The state loosened coronavirus restrictions Tuesday on Santa Clara and Santa Cruz counties, clearing the way for more businesses to reopen and, if infection rates remain stable, even schools in the next few weeks.
The state moved the two counties — along with Amador, Orange and Placer counties — from the most-restrictive purple tier to the red tier in its COVID-19 path to reopening, meaning the counties have met benchmarks for new cases and positive testing rates.
In the red tier, counties can allow more businesses, like gyms, to begin to operate indoors and businesses that were already allowed to serve customers indoors, such as retail, can increase the number of customers they serve at once.
Santa Clara said it would allow personal care services like massages, manicures and facials to begin indoors with modifications, along with museums, zoos, aquariums, gyms and fitness centers. It said shopping malls would be allowed to increase capacity from 25% to 50%.
Santa Cruz will also allow restaurants, places of worship and even movie theaters to resume indoor operations at limited capacity and with requirements like mask wearing and social distancing. Santa Clara is still holding off on that.
Counties can implement stricter rules than the state. For instance, San Francisco, in the red tier, has not permitted indoor salon operations — as House Speaker Nancy Pelosi discovered last week after being caught on camera getting her hair done inside a shuttered salon — despite the fact that the state’s tier system permits them.
“Although moving to the Red Tier is a step in the right direction, the community should be aware that another surge in COVID-19 cases is anticipated,” Santa Cruz County Public Information Officer Corinne Hyland said in a statement. “Evacuations due to the CZU Lightning Complex Fires resulted in many people mixing with others from outside their household.”
The state credited Santa Clara County for its widespread testing: The county is now conducting between 7,000-8,000 coronavirus tests per day.
“If we hadn’t had these numbers in testing, we wouldn’t have been able to move from purple to red and we would still be in a much more restrictive situation,” said Marty Fenstersheib, the head of the county’s testing task force. “So I would encourage people to get tested if you have symptoms, if you’re in contact with a case and all of the people who are on the front line.”
“As long as we can maintain our levels of testing, we’ll be able to adjust our case rates and stay in the less restrictive tiers and eventually hopefully we’ll move into even less restrictive tiers,” Fenstersheib added.
If counties stay in the red tier for two weeks, they will be allowed to reopen K-12 schools. Right now, only elementary schools with a waiver can reopen.
The shift comes as the state makes some gains in the fight against the deadly disease. Hospitalization rates declined 24% over the last two weeks, with coronavirus patients now taking up just 4% of beds across the state. And the number of people requiring intensive care has dropped 21%, with coronavirus patients making up 13% of all ICU patients. The two-week COVID-19 testing positivity rate has also dropped to 4.3%, with the seven-day average falling to 3.8%.

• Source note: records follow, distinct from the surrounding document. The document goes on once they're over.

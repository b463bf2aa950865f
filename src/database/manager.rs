use std::time::Duration;

use sqlx::{postgres::PgPoolOptions, PgPool};
use thiserror::Error;
use tracing::info;

use crate::config::DatabaseConfig;
use crate::filter::FilterError;

/// Errors from the storage layer
#[derive(Debug, Error)]
pub enum DatabaseError {
    #[error("Missing configuration: {0}")]
    ConfigMissing(&'static str),

    #[error("Not found: {0}")]
    NotFound(String),

    #[error("Query error: {0}")]
    QueryError(String),

    #[error(transparent)]
    Filter(#[from] FilterError),

    #[error(transparent)]
    Migration(#[from] sqlx::migrate::MigrateError),

    #[error(transparent)]
    Sqlx(#[from] sqlx::Error),
}

/// Connection handle owned by the application state.
///
/// Opened once at process start, migrated, and closed on shutdown.
#[derive(Debug, Clone)]
pub struct Database {
    pool: PgPool,
}

impl Database {
    pub async fn connect(config: &DatabaseConfig) -> Result<Self, DatabaseError> {
        if config.url.is_empty() {
            return Err(DatabaseError::ConfigMissing("DATABASE_URL"));
        }
        let pool = Self::pool_options(config).connect(&config.url).await?;
        info!("Connected database pool (max {} connections)", config.max_connections);
        Ok(Self { pool })
    }

    /// Build a pool that opens connections on first use.
    pub fn connect_lazy(config: &DatabaseConfig) -> Result<Self, DatabaseError> {
        if config.url.is_empty() {
            return Err(DatabaseError::ConfigMissing("DATABASE_URL"));
        }
        let pool = Self::pool_options(config).connect_lazy(&config.url)?;
        Ok(Self { pool })
    }

    pub fn from_pool(pool: PgPool) -> Self {
        Self { pool }
    }

    pub fn pool(&self) -> &PgPool {
        &self.pool
    }

    pub async fn migrate(&self) -> Result<(), DatabaseError> {
        sqlx::migrate!("./migrations").run(&self.pool).await?;
        info!("Database migrations applied");
        Ok(())
    }

    /// Round-trip a trivial query to confirm connectivity
    pub async fn health_check(&self) -> Result<(), DatabaseError> {
        sqlx::query("SELECT 1").execute(&self.pool).await?;
        Ok(())
    }

    pub async fn close(&self) {
        self.pool.close().await;
        info!("Closed database pool");
    }

    fn pool_options(config: &DatabaseConfig) -> PgPoolOptions {
        PgPoolOptions::new()
            .max_connections(config.max_connections.max(1))
            .acquire_timeout(Duration::from_secs(config.connection_timeout.max(1)))
    }
}

#[cfg(test)]
mod tests {
    use super::*;

    fn config(url: &str) -> DatabaseConfig {
        DatabaseConfig {
            url: url.to_string(),
            max_connections: 2,
            connection_timeout: 1,
        }
    }

    #[test]
    fn lazy_connect_requires_url() {
        assert!(matches!(
            Database::connect_lazy(&config("")),
            Err(DatabaseError::ConfigMissing("DATABASE_URL"))
        ));
    }

    #[tokio::test]
    async fn lazy_connect_does_not_touch_the_server() {
        let db = Database::connect_lazy(&config("postgres://nobody@127.0.0.1:1/none")).unwrap();
        assert_eq!(db.pool().size(), 0);
    }
}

“We are very cautious in terms of our approach as we move forward,” California Health and Human Services Secretary Mark Ghaly said Tuesday during a news conference with Gov. Gavin Newsom. “This concept of slow and stringent is really important for California.”
Now, 33 of the state’s 58 counties — including most Bay Area counties — sit in the purple tier, where there is widespread coronavirus transmission, while 14 are in the red tier, with substantial transmission. Nine counties are in the orange tier, where the spread is moderate, and two counties are in the yellow tier, where there is minimal spread of the disease.
“Next week, we may see some movement,” Ghaly said.
Once counties have moved from one tier to the next, they must remain there for three weeks and show at least two consecutive weeks of stable conditions before they are allowed to move to the next tier.
Newsom said the state anticipates moving up to seven counties next week, but did not specify which ones.
“We are very cautious in terms of our approach as we move forward,” he said.
And he cautioned that the state has just emerged from a three-day holiday weekend, which historically “have not been advantageous.” The state saw a spike in coronavirus cases after the July 4 weekend, with health officials pointing to family gatherings as a cause.
Asked about a large religious concert and rally that drew thousands to the Capitol in Sacramento this past weekend, Newsom said he was still gathering more information. But he cautioned against large gatherings — particularly those without masks and social distancing.
“Quite literally someone could lose their lives,” he said. And while that may not be the intent, he added, “it may be the outcome.”